A scheme based on rank order search is proposed for searching multiple keyword. A O(n_t × 3) order index is created. The proposed scheme [11] is described as follows: An entity data owner has a file collection containing m number of represented as F = {f1, f2, f3, ….., fm) that are required to be outsourced to the cloud server. The tokenization process is applied to chunk the document into terms or tokens before outsourcing. AES is used for symmetrically encrypting F. After removal of defined stop words from the file tokens are collected into an index table in sorted sequence. The sorting is done so that similar identifiers from different files with different relevance scores must be collected together in the index. This helps in reducing search time. The index table contains n_t rows and 3 columns containing the tokens, file identifiers, relevance score of each file with respect to the token. The tokens are represented as a set of n values T = (t1, t2, t3, …, tn). The proposed scheme creates an inverted index having file id, index term and relevance scores. In contrast to vector space matrix it creates index as shown in figure below.

Whenever a data owner uploads a new file or deletes an existing file on the cloud server the server updates the relevance scores. If there is any change or modification in an already existing file a new copy of file is created with a new file identifier and older one is automatically removed from the database (Table 2).

Table 2. Index Structure for proposed scheme

Full size table

7 Experimental Evaluation

We created an experimental evaluation for generating the index using vector space model and our proposed scheme for overall performance evaluation on a real data set: National Science Foundation Research Awards Abstracts 1990–2003 [12]. Our experiment environment includes data owner, data users and a cloud server. We used c#. Net platform on a windows 7 machine with core i5 processor. The doubly encrypted index, I’ and the encrypted collection of files F’ is stored on the commercial public cloud on a virtual instance hired from Microsoft Azure. The client application was installed on a machine(with windows 7 operating system and core i5 processor) and overall scenario was simulated on c#. Net platform.

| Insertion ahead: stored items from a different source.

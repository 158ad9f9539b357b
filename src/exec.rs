use std::io::{self, Read};
use std::path::{Path, PathBuf};
use std::process::{Command, Stdio};
use std::thread;
use std::time::{Duration, Instant};

use serde::Serialize;
use tracing::{debug, error, warn};

use crate::error::GrimError;

const POLL_INTERVAL: Duration = Duration::from_millis(25);

/// Outcome of one external process invocation.
#[derive(Debug, Clone, Serialize)]
pub struct ProcessResult {
    pub command: Vec<String>,
    pub returncode: i32,
    pub stdout: String,
    pub stderr: String,
    pub timed_out: bool,
    pub elapsed: f64,
}

impl ProcessResult {
    pub fn success(&self) -> bool {
        self.returncode == 0 && !self.timed_out
    }

    pub fn command_line(&self) -> String {
        self.command.join(" ")
    }

    /// Short diagnostic for logs: stderr, else stdout, else the exit code.
    pub fn diagnostic(&self) -> String {
        let stderr = self.stderr.trim();
        if !stderr.is_empty() {
            return stderr.to_string();
        }
        let stdout = self.stdout.trim();
        if !stdout.is_empty() {
            return stdout.lines().last().unwrap_or(stdout).to_string();
        }
        format!("exit code {}", self.returncode)
    }

    fn launch_failure(command: &[String], message: String, started: Instant) -> Self {
        Self {
            command: command.to_vec(),
            returncode: -1,
            stdout: String::new(),
            stderr: message,
            timed_out: false,
            elapsed: started.elapsed().as_secs_f64(),
        }
    }
}

pub trait ProcessRunner: Send + Sync {
    fn execute(
        &self,
        command: &[String],
        working_dir: Option<&Path>,
        timeout: Option<Duration>,
    ) -> Result<ProcessResult, GrimError>;
}

#[derive(Debug, Clone, Copy, Default)]
pub struct SystemRunner;

impl ProcessRunner for SystemRunner {
    fn execute(
        &self,
        command: &[String],
        working_dir: Option<&Path>,
        timeout: Option<Duration>,
    ) -> Result<ProcessResult, GrimError> {
        execute(command, working_dir, timeout)
    }
}

/// Runs `command` to completion or until `timeout` elapses.
///
/// Only an empty argument vector is an error. Non-zero exits, timeouts,
/// missing executables and launch failures are all reported through the
/// returned [`ProcessResult`] with `returncode == -1` for the latter three.
pub fn execute(
    command: &[String],
    working_dir: Option<&Path>,
    timeout: Option<Duration>,
) -> Result<ProcessResult, GrimError> {
    let Some((program, args)) = command.split_first() else {
        return Err(GrimError::EmptyCommand);
    };
    if program.trim().is_empty() {
        return Err(GrimError::EmptyCommand);
    }

    debug!(command = %command.join(" "), "executing command");
    if let Some(dir) = working_dir {
        debug!(cwd = %dir.display(), "working directory");
    }
    if let Some(limit) = timeout {
        debug!(seconds = limit.as_secs(), "timeout");
    }

    let started = Instant::now();
    let mut cmd = Command::new(program);
    cmd.args(args)
        .stdin(Stdio::null())
        .stdout(Stdio::piped())
        .stderr(Stdio::piped());
    if let Some(dir) = working_dir {
        cmd.current_dir(dir);
    }

    let mut child = match cmd.spawn() {
        Ok(child) => child,
        Err(err) if err.kind() == io::ErrorKind::NotFound => {
            let message = format!("Executable not found: {program}");
            error!("{message}");
            return Ok(ProcessResult::launch_failure(command, message, started));
        }
        Err(err) => {
            let message = format!("Unexpected error executing command: {err}");
            error!("{message}");
            return Ok(ProcessResult::launch_failure(command, message, started));
        }
    };

    let stdout_reader = child.stdout.take().map(spawn_reader);
    let stderr_reader = child.stderr.take().map(spawn_reader);

    let status = loop {
        match child.try_wait() {
            Ok(Some(status)) => break status,
            Ok(None) => {}
            Err(err) => {
                let _ = child.kill();
                let _ = child.wait();
                let message = format!("Unexpected error executing command: {err}");
                error!("{message}");
                return Ok(ProcessResult::launch_failure(command, message, started));
            }
        }

        if let Some(limit) = timeout {
            if started.elapsed() >= limit {
                let _ = child.kill();
                let _ = child.wait();
                // Readers are detached: grandchildren may keep the pipes open.
                let message = format!("Command timed out after {} seconds", limit.as_secs());
                error!("{message}");
                return Ok(ProcessResult {
                    command: command.to_vec(),
                    returncode: -1,
                    stdout: String::new(),
                    stderr: message,
                    timed_out: true,
                    elapsed: started.elapsed().as_secs_f64(),
                });
            }
        }
        thread::sleep(POLL_INTERVAL);
    };

    let stdout = stdout_reader.map(join_reader).unwrap_or_default();
    let stderr = stderr_reader.map(join_reader).unwrap_or_default();
    let result = ProcessResult {
        command: command.to_vec(),
        returncode: status.code().unwrap_or(-1),
        stdout,
        stderr,
        timed_out: false,
        elapsed: started.elapsed().as_secs_f64(),
    };

    if result.success() {
        debug!(elapsed = result.elapsed, "command completed");
    } else {
        warn!(code = result.returncode, "command failed");
        if !result.stderr.trim().is_empty() {
            debug!(stderr = %result.stderr.trim(), "command stderr");
        }
    }
    Ok(result)
}

fn spawn_reader<R: Read + Send + 'static>(mut source: R) -> thread::JoinHandle<String> {
    thread::spawn(move || {
        let mut buffer = Vec::new();
        let _ = source.read_to_end(&mut buffer);
        String::from_utf8_lossy(&buffer).into_owned()
    })
}

fn join_reader(handle: thread::JoinHandle<String>) -> String {
    handle.join().unwrap_or_default()
}

#[derive(Debug, Clone, PartialEq, Eq, Serialize)]
#[serde(tag = "status", rename_all = "lowercase")]
pub enum ToolStatus {
    Available {
        path: PathBuf,
        version: Option<String>,
    },
    Missing,
}

impl ToolStatus {
    pub fn is_available(&self) -> bool {
        matches!(self, ToolStatus::Available { .. })
    }
}

/// Presence check for an external tool. The check command's exit code is ignored:
/// some programs (MOPAC) exit non-zero when called without input.
pub fn check_executable(
    runner: &dyn ProcessRunner,
    executable: &str,
    check_args: &[&str],
    timeout: Duration,
) -> ToolStatus {
    let Some(path) = locate_executable(executable) else {
        debug!(executable, "executable not found in PATH");
        return ToolStatus::Missing;
    };

    let mut command = vec![path.to_string_lossy().to_string()];
    command.extend(check_args.iter().map(|arg| arg.to_string()));
    let version = match runner.execute(&command, None, Some(timeout)) {
        Ok(result) if result.returncode == -1 && !result.timed_out => {
            warn!(executable, reason = %result.stderr, "executable could not be started");
            return ToolStatus::Missing;
        }
        Ok(result) => first_line(&result.stdout).or_else(|| first_line(&result.stderr)),
        Err(_) => None,
    };
    debug!(executable, path = %path.display(), "executable available");
    ToolStatus::Available { path, version }
}

pub fn locate_executable(executable: &str) -> Option<PathBuf> {
    let candidate = Path::new(executable);
    if candidate.components().count() > 1 {
        return candidate.is_file().then(|| candidate.to_path_buf());
    }
    find_in_path(executable)
}

pub fn find_in_path(name: &str) -> Option<PathBuf> {
    let path_var = std::env::var_os("PATH")?;
    for path in std::env::split_paths(&path_var) {
        let exe = path.join(format!("{name}.exe"));
        if exe.is_file() {
            return Some(exe);
        }
        let plain = path.join(name);
        if plain.is_file() {
            return Some(plain);
        }
    }
    None
}

fn first_line(text: &str) -> Option<String> {
    text.lines()
        .map(str::trim)
        .find(|line| !line.is_empty())
        .map(str::to_string)
}

#[cfg(test)]
mod tests {
    use super::*;

    #[test]
    fn success_requires_zero_and_no_timeout() {
        let mut result = ProcessResult {
            command: vec!["true".to_string()],
            returncode: 0,
            stdout: String::new(),
            stderr: String::new(),
            timed_out: false,
            elapsed: 0.0,
        };
        assert!(result.success());
        result.timed_out = true;
        assert!(!result.success());
        result.timed_out = false;
        result.returncode = 2;
        assert!(!result.success());
        assert_eq!(result.diagnostic(), "exit code 2");
    }

    #[test]
    fn empty_command_is_rejected() {
        assert!(matches!(execute(&[], None, None), Err(GrimError::EmptyCommand)));
        assert!(matches!(
            execute(&[String::new()], None, None),
            Err(GrimError::EmptyCommand)
        ));
    }
}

We evaluated the performance based on following parameters:

a)
Time to Generate Index

Time taken to create the inverted index and to calculate respective relevance scores is taken into consideration here.

In a vector space model, a term document incidence matrix is created where each term represents a new dimension to the document vector. Hence, the complexity of creating such a vector is of the order O (D × T). Where D represents the number of document to be outsourced and T represents the number of tokens to be uploaded in the index. For 5 documents having 500 tokens vector space model requires 2500 elements to be uploaded. Whereas, for the inverted index created for the proposed scheme the complexity is of the order O (nt × 3), where nt represents the number of rows in the index for T number of tokens and there are 3 columns in the generated index. For 5 documents having 500 tokens, the number of terms (representing number of rows) in index is 643, the proposed scheme needs to upload 1929 elements (Fig. 3).

For 5 documents having 500 tokens vector space model requires 2500 elements to be uploaded it takes 142 ms to generate the index. Whereas, for the inverted index created for the proposed scheme the complexity is of the order O (nt × 3). For same number of documents having same number of tokens, the proposed scheme needs to upload 1929 elements can be uploaded in 129 ms. Whereas, with D = 1,000 having approximately 20000 tokens D × T i.e. 1,000 × 20000 = 20,00,000 (approx) elements and these elements takes 1852 s for index generation. For the same set of 1000 files, with 20000 distinct tokens, having approximately 300000 terms, C = 3, nt × C = 300000 × 3 = 9,00,000 elements takes 568 s to compute an index generation in proposed scheme. Hence vector space model, index generation time is more in comparison with proposed scheme.

b)
Score Calculation on retrieval (Search Efficiency)

In the ScoreCalculate stage, for vector space model, dot product of the query vector from the query with each row in the encrypted index I’ is calculated by the cloud server (Fig. 4).

To calculate the inner product, for an n-dimensional query vector, each row needs n multiplications and n − 1 additions. Hence, the complexity to calculate relevance scores is O(nm) for m files in the document collection and n keywords in the collection.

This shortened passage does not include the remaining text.